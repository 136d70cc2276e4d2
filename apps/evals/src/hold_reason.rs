//! Hold-reason conversations against `/validate-reason-for-hold`.
//!
//! For every work order in the dataset, nine cases are built: a bad, an
//! average and a good explanation for each of three hold types. Each case
//! runs for up to three turns. When the service asks a follow-up question,
//! the grader model answers it as the technician would.

use std::collections::HashMap;

use serde::Serialize;
use serde_json::json;
use tracing::{info, warn};

use crate::dataset::{clean_text, WorkOrderMeta};
use crate::grader::{Grader, HoldAnswerContext};
use crate::service::{Message, ServiceClient};

pub const MAX_TURNS: usize = 3;

/// Equipment, part and process named in earlier notes, used to make the
/// case texts specific to the work order.
#[derive(Debug, Clone, PartialEq)]
pub struct NotesContext {
    pub equipment: &'static str,
    pub part: &'static str,
    pub process: &'static str,
}

pub fn extract_context(notes: &str) -> NotesContext {
    let text = notes.to_lowercase();
    let has = |needles: &[&str]| needles.iter().any(|n| text.contains(n));

    let equipment = if has(&["string power controller", "spc"]) {
        "String Power Controller"
    } else if has(&["network control unit", "ncu"]) {
        "Network Control Unit"
    } else if has(&["inverter", "inv "]) {
        "Inverter"
    } else if has(&["line break device", "lbd"]) {
        "Line Break Device"
    } else {
        "equipment"
    };

    let part = if has(&["mc4"]) {
        "MC4 connector"
    } else if has(&["contactor"]) {
        "DC Contactor"
    } else if has(&["board"]) {
        "control/communication board"
    } else if has(&["module"]) {
        "PV modules"
    } else {
        "component"
    };

    let process = if has(&["reconnect"]) {
        "reconnection"
    } else if has(&["replace", "swap"]) {
        "replacement"
    } else if has(&["claim", "warranty"]) {
        "warranty claim"
    } else if has(&["inspect", "troubleshoot"]) {
        "inspection/troubleshooting"
    } else {
        "action"
    };

    NotesContext {
        equipment,
        part,
        process,
    }
}

#[derive(Debug, Clone)]
pub struct HoldCase {
    pub label: &'static str,
    pub hold_reason_type: &'static str,
    pub hold_reason: String,
    pub work_order_id: String,
    pub work_order_type: String,
    pub work_order_description: String,
    pub plant: String,
    pub previous_logs: String,
}

/// Bad, average and good explanations for warranty, parts and other holds.
pub fn build_cases(work_order_id: &str, meta: &WorkOrderMeta, notes: &str) -> Vec<HoldCase> {
    let ctx = extract_context(notes);
    let (eqp, part, plant) = (ctx.equipment, ctx.part, meta.plant.as_str());

    let texts: [(&str, &str, String); 9] = [
        ("Bad", "Warranty", "Waiting for warranty claim".to_string()),
        (
            "Average",
            "Warranty",
            format!("Warranty claim submitted to OEM for {eqp} {part} ETA unknown."),
        ),
        (
            "Good",
            "Warranty",
            format!(
                "Warranty hold for {eqp} {part}. Claim submitted to OEM; \
                 awaiting approval and RMA shipment. ETA 3-5 business days."
            ),
        ),
        ("Bad", "Parts unavailable", "Waiting for Parts".to_string()),
        (
            "Average",
            "Parts unavailable",
            format!("Parts request submitted for {eqp}; supplier confirmation pending."),
        ),
        (
            "Good",
            "Parts unavailable",
            format!(
                "Parts hold: {part} for {eqp}. Item(s) listed on PO; supplier confirmed. \
                 ETA 2025-10-05. Work resumes after arrival."
            ),
        ),
        ("Bad", "Others", format!("Access/weather hold at {plant}")),
        (
            "Average",
            "Others",
            format!("Site access restricted at {plant}; awaiting clearance to resume work on {eqp}."),
        ),
        (
            "Good",
            "Others",
            format!(
                "Access hold at {plant} due to safety lockout. Work on {eqp} will resume after \
                 client safety inspection tomorrow 10:00 AM; ETA 2025-09-26 10:00 AM. \
                 Waiting for client approval."
            ),
        ),
    ];

    let work_order_type = Some(meta.wo_type.trim())
        .filter(|t| !t.is_empty())
        .unwrap_or("Corrective");
    texts
        .into_iter()
        .map(|(label, hold_reason_type, hold_reason)| HoldCase {
            label,
            hold_reason_type,
            hold_reason,
            work_order_id: work_order_id.to_string(),
            work_order_type: work_order_type.to_string(),
            work_order_description: meta.description.clone(),
            plant: meta.plant.clone(),
            previous_logs: format!("No previous logs for {work_order_id} at {plant}"),
        })
        .collect()
}

#[derive(Debug, Clone, Serialize)]
pub struct HoldTurnResult {
    pub id: String,
    pub turn: usize,
    pub label: String,
    pub work_order_id: String,
    pub hold_reason_type: String,
    pub input_hold_reason: String,
    pub work_order_type: String,
    pub work_order_description: String,
    pub plant: String,
    pub response_valid: Option<bool>,
    pub follow_up_question: String,
    pub error_message: String,
}

#[derive(Debug, Clone, Serialize)]
pub struct HoldCaseSummary {
    pub case_id: usize,
    pub label: String,
    pub hold_reason_type: String,
    pub work_order_id: String,
    pub turns: usize,
    pub ended_valid: bool,
}

pub async fn run_case(
    service: &ServiceClient,
    grader: &Grader,
    case_id: usize,
    case: &HoldCase,
) -> Vec<HoldTurnResult> {
    let mut results = Vec::new();
    let mut messages = vec![Message::technician(case.hold_reason.clone())];
    let mut turn_input = case.hold_reason.clone();

    for turn in 1..=MAX_TURNS {
        let payload = json!({
            "hold_reason": case.hold_reason_type,
            "messages": messages,
            "work_order_type": case.work_order_type,
            "work_order_description": case.work_order_description,
            "plant": case.plant,
            "wo_status_and_notes_with_time_allocation_table": case.previous_logs,
        });
        let (valid, question, error) = match service.validate_reason_for_hold(&payload).await {
            Ok(verdict) => (Some(verdict.valid), verdict.follow_up(), String::new()),
            Err(e) => {
                warn!("Hold case {case_id} turn {turn}: {e:#}");
                (None, String::new(), e.to_string())
            }
        };

        results.push(HoldTurnResult {
            id: format!("{case_id}_{turn}"),
            turn,
            label: case.label.to_string(),
            work_order_id: case.work_order_id.clone(),
            hold_reason_type: case.hold_reason_type.to_string(),
            input_hold_reason: clean_text(&turn_input),
            work_order_type: case.work_order_type.clone(),
            work_order_description: case.work_order_description.clone(),
            plant: case.plant.clone(),
            response_valid: valid,
            follow_up_question: question.clone(),
            error_message: error,
        });

        if valid == Some(true) || question.is_empty() || turn == MAX_TURNS {
            break;
        }

        let answer = grader
            .technician_answer(
                HoldAnswerContext {
                    hold_reason: &case.hold_reason,
                    hold_reason_type: case.hold_reason_type,
                    work_order_description: &case.work_order_description,
                    plant: &case.plant,
                },
                &question,
            )
            .await;
        messages.push(Message::assistant(question));
        messages.push(Message::technician(answer.clone()));
        turn_input = answer;
    }
    results
}

pub fn summarize(results: &[HoldTurnResult]) -> Vec<HoldCaseSummary> {
    let mut order: Vec<usize> = Vec::new();
    let mut last: HashMap<usize, &HoldTurnResult> = HashMap::new();
    for r in results {
        let case_id = case_of(&r.id);
        if !last.contains_key(&case_id) {
            order.push(case_id);
        }
        last.insert(case_id, r);
    }
    order
        .into_iter()
        .filter_map(|case_id| last.get(&case_id).map(|r| (case_id, *r)))
        .map(|(case_id, r)| HoldCaseSummary {
            case_id,
            label: r.label.clone(),
            hold_reason_type: r.hold_reason_type.clone(),
            work_order_id: r.work_order_id.clone(),
            turns: r.turn,
            ended_valid: r.response_valid == Some(true),
        })
        .collect()
}

fn case_of(turn_id: &str) -> usize {
    turn_id
        .split('_')
        .next()
        .and_then(|id| id.parse().ok())
        .unwrap_or_default()
}

pub async fn run(service: &ServiceClient, grader: &Grader, cases: &[HoldCase]) -> Vec<HoldTurnResult> {
    let mut results = Vec::new();
    for (idx, case) in cases.iter().enumerate() {
        let turns = run_case(service, grader, idx + 1, case).await;
        info!(
            "Hold case {} ({} / {}): {} turn(s)",
            idx + 1,
            case.hold_reason_type,
            case.label,
            turns.len()
        );
        results.extend(turns);
    }
    results
}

......

YOUR INSTRUCTIONS: Your answer should be one number: how many lines in the material hold the word "three".

TASK OUTPUT: 2